**EXERCISE DATA:**

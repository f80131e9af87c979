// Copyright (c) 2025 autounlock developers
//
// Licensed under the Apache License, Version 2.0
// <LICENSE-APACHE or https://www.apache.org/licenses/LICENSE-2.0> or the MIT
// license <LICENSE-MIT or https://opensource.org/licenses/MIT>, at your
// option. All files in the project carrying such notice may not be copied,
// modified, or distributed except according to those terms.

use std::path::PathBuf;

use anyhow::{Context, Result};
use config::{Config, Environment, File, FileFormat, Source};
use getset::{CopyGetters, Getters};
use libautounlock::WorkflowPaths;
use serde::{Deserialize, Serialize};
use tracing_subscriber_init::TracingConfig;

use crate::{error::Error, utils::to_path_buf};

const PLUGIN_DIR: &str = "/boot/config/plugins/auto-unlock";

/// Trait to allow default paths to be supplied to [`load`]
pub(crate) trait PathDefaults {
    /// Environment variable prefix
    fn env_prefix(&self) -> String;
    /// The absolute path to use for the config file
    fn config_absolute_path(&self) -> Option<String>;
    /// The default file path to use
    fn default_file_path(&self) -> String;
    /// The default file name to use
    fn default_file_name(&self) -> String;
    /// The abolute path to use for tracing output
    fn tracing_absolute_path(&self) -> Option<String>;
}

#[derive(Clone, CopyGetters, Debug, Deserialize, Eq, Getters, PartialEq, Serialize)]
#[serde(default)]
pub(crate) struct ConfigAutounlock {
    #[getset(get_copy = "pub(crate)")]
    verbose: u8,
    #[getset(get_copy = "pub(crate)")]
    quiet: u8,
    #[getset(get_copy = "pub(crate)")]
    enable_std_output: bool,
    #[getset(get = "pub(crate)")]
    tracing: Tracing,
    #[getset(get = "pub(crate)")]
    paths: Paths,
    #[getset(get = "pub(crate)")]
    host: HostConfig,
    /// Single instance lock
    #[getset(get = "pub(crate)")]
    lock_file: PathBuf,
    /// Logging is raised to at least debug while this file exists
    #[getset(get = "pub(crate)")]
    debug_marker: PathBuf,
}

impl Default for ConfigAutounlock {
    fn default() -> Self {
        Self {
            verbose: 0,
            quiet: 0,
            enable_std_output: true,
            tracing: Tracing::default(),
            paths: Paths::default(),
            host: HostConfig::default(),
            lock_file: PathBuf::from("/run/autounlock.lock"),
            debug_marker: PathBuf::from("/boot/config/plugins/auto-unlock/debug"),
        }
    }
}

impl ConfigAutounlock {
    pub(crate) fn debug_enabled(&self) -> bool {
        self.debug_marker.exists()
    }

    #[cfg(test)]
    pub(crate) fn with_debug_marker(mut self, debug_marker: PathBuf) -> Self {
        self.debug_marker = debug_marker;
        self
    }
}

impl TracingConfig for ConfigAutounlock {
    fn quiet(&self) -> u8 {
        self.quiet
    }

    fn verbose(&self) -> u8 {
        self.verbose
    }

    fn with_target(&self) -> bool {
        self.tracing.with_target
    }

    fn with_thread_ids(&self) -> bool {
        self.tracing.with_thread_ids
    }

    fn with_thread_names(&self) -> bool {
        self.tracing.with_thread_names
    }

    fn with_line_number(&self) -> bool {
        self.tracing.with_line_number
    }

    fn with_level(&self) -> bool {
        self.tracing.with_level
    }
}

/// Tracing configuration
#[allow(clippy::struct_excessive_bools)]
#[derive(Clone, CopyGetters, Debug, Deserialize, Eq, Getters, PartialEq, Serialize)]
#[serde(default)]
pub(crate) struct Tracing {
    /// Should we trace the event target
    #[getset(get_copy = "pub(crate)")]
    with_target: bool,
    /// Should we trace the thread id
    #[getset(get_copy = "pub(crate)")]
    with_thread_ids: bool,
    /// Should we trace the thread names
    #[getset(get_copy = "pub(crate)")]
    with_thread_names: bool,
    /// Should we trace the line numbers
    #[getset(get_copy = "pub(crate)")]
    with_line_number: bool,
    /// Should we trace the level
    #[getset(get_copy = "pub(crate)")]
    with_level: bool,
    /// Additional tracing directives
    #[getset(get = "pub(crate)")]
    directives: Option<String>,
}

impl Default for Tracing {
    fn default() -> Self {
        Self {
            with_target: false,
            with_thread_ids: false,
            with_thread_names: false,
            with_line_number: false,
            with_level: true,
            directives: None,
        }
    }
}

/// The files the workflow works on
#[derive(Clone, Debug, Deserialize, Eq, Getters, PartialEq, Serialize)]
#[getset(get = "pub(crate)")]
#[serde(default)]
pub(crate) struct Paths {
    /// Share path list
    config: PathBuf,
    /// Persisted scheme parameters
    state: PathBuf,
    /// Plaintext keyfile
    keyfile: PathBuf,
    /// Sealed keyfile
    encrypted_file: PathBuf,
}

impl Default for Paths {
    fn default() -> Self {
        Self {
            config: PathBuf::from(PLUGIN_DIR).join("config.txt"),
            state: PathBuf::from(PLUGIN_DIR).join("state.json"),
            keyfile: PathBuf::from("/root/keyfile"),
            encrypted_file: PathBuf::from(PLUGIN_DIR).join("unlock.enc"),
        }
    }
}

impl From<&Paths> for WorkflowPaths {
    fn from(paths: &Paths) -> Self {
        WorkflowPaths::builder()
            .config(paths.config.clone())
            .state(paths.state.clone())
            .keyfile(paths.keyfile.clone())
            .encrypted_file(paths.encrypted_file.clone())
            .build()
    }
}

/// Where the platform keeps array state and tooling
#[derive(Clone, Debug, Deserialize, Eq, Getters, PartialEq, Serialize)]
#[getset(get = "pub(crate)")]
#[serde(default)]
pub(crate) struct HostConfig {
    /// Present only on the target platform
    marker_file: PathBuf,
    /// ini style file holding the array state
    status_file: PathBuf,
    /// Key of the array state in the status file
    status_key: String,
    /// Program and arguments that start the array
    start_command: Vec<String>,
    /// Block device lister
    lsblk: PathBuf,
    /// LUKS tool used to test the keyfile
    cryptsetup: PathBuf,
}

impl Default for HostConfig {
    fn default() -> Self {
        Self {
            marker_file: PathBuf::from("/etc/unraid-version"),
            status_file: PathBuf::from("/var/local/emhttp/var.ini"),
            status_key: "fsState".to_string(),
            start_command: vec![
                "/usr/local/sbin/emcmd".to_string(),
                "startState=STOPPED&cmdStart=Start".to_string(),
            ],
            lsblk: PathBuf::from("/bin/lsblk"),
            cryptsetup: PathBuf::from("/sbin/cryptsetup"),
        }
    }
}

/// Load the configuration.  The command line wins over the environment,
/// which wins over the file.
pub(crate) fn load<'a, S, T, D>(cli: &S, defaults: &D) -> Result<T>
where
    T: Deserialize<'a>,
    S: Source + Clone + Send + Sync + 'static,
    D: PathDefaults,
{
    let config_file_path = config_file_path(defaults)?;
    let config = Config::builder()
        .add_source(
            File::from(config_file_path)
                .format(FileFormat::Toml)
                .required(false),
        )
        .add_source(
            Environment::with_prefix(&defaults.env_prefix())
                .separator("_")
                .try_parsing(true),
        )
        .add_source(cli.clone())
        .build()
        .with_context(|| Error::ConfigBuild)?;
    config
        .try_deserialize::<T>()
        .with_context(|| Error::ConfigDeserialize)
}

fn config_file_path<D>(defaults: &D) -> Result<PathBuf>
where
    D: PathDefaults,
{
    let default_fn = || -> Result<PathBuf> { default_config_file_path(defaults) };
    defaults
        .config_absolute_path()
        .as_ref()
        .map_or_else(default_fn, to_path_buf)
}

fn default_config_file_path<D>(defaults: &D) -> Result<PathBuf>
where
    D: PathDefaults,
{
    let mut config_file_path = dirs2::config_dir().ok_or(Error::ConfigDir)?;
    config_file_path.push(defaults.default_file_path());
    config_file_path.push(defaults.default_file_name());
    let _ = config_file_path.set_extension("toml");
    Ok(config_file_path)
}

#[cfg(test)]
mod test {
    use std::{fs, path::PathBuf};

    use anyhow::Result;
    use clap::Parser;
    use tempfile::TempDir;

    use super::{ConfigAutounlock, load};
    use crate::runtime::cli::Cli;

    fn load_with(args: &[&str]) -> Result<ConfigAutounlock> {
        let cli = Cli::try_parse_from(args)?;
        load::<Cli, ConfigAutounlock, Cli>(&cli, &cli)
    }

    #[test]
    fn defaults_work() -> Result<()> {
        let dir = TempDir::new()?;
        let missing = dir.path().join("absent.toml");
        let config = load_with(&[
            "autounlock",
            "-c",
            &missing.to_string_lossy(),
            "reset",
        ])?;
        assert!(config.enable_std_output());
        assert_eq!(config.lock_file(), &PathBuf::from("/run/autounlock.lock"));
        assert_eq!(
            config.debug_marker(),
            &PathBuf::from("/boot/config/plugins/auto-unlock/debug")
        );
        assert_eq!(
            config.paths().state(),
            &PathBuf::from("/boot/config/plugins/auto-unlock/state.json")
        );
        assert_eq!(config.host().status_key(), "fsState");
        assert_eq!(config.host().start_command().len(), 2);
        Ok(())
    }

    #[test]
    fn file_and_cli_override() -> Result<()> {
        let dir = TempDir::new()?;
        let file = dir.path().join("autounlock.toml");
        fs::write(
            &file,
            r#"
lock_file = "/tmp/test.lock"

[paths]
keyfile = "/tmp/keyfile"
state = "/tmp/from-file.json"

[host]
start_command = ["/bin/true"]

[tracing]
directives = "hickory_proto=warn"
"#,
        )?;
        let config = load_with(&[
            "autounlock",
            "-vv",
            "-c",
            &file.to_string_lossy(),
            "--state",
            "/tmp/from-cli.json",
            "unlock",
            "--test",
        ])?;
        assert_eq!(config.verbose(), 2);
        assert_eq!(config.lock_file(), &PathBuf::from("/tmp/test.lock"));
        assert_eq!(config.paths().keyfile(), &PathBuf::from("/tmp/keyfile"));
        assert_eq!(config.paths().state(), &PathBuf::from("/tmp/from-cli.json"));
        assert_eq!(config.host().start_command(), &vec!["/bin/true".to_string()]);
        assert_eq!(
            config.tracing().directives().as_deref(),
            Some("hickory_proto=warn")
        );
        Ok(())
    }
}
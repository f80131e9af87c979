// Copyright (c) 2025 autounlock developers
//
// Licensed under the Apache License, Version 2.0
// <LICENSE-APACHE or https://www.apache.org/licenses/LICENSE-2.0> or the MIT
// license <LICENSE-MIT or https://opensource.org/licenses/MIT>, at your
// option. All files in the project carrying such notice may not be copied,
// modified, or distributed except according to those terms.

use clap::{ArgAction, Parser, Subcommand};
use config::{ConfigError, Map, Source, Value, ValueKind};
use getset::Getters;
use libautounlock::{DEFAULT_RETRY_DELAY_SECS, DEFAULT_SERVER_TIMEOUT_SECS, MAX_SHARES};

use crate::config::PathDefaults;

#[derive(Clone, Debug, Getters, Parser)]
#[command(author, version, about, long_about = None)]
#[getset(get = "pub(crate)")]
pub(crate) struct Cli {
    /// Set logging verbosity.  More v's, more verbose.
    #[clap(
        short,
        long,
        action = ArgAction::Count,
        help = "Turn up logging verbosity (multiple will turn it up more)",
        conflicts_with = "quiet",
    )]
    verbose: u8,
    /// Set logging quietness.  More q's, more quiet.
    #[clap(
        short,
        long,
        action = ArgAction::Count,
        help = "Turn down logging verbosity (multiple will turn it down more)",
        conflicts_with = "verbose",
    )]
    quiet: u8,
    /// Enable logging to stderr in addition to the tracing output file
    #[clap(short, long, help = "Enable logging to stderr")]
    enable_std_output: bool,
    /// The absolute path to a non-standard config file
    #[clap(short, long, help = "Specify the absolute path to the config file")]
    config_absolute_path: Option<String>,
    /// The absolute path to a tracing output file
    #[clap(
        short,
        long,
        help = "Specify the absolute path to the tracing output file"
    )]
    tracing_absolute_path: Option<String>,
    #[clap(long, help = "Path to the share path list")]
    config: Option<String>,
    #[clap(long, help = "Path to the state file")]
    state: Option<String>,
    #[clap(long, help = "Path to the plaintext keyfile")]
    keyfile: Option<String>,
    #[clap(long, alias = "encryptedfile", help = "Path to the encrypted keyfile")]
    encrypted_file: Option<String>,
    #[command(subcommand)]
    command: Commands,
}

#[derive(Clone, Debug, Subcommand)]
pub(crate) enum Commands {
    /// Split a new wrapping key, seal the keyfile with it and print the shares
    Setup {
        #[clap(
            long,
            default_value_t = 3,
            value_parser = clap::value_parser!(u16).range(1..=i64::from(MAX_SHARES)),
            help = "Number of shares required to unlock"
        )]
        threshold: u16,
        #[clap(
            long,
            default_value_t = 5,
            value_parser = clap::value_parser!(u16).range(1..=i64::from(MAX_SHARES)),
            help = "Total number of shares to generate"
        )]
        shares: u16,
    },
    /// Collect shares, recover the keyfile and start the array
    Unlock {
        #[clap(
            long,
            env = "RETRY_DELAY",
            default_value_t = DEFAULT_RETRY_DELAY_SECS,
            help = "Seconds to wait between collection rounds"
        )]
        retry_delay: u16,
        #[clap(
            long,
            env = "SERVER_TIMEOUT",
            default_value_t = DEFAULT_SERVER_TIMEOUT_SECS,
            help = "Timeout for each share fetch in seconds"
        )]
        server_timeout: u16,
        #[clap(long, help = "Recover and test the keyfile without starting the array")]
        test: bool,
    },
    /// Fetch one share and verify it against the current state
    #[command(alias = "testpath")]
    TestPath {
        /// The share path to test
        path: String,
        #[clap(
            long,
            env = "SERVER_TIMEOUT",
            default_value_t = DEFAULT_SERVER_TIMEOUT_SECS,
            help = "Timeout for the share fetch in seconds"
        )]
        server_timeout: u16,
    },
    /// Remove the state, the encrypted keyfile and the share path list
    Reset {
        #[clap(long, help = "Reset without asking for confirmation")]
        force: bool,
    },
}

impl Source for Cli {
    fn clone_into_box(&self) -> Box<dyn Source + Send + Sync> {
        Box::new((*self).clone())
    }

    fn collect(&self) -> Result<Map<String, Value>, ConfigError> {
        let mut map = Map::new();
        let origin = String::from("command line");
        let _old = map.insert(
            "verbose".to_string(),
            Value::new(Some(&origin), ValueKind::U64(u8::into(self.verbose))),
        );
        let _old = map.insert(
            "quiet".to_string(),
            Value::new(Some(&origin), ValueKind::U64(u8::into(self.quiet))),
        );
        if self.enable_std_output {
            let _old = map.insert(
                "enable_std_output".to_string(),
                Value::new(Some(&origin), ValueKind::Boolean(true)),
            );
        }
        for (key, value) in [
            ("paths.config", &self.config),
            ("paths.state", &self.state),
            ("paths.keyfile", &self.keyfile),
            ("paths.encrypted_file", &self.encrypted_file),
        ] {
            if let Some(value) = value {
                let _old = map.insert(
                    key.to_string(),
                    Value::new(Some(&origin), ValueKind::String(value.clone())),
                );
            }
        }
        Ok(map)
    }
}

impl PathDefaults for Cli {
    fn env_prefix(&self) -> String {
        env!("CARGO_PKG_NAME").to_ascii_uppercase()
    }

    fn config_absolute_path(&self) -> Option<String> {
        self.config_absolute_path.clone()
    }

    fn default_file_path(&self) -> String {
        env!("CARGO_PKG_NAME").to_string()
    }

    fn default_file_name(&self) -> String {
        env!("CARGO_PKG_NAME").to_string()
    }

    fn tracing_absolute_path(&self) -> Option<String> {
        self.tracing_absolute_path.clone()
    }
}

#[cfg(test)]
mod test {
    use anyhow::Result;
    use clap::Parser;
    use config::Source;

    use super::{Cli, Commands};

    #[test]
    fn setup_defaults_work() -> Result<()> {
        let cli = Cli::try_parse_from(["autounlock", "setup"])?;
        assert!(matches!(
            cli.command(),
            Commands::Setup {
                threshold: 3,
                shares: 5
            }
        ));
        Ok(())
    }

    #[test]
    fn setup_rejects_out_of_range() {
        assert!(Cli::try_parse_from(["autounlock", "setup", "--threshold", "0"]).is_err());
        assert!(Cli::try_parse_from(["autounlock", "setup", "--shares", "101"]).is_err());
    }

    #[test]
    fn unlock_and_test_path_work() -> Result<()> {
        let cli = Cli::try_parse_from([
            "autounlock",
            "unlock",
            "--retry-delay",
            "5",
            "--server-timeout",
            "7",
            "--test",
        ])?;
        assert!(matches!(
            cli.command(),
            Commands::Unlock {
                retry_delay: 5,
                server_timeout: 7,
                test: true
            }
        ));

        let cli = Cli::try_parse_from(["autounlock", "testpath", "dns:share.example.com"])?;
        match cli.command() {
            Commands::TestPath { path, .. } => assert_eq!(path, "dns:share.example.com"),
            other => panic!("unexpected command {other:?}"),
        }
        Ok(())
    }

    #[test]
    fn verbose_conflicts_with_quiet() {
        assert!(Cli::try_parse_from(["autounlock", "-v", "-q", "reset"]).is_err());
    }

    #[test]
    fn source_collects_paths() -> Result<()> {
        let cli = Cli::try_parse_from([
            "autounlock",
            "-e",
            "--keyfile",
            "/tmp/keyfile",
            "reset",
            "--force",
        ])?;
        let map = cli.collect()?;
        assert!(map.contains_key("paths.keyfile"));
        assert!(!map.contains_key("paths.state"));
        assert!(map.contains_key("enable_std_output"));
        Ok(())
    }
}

**GOAL OF THE EXERCISE:** Using the material above, return each line in which the word "multiple" occurs.

**SOLUTION TO THE PROBLEM:**
        help = "Turn up logging verbosity (multiple will turn it up more)",
        help = "Turn down logging verbosity (multiple will turn it down more)",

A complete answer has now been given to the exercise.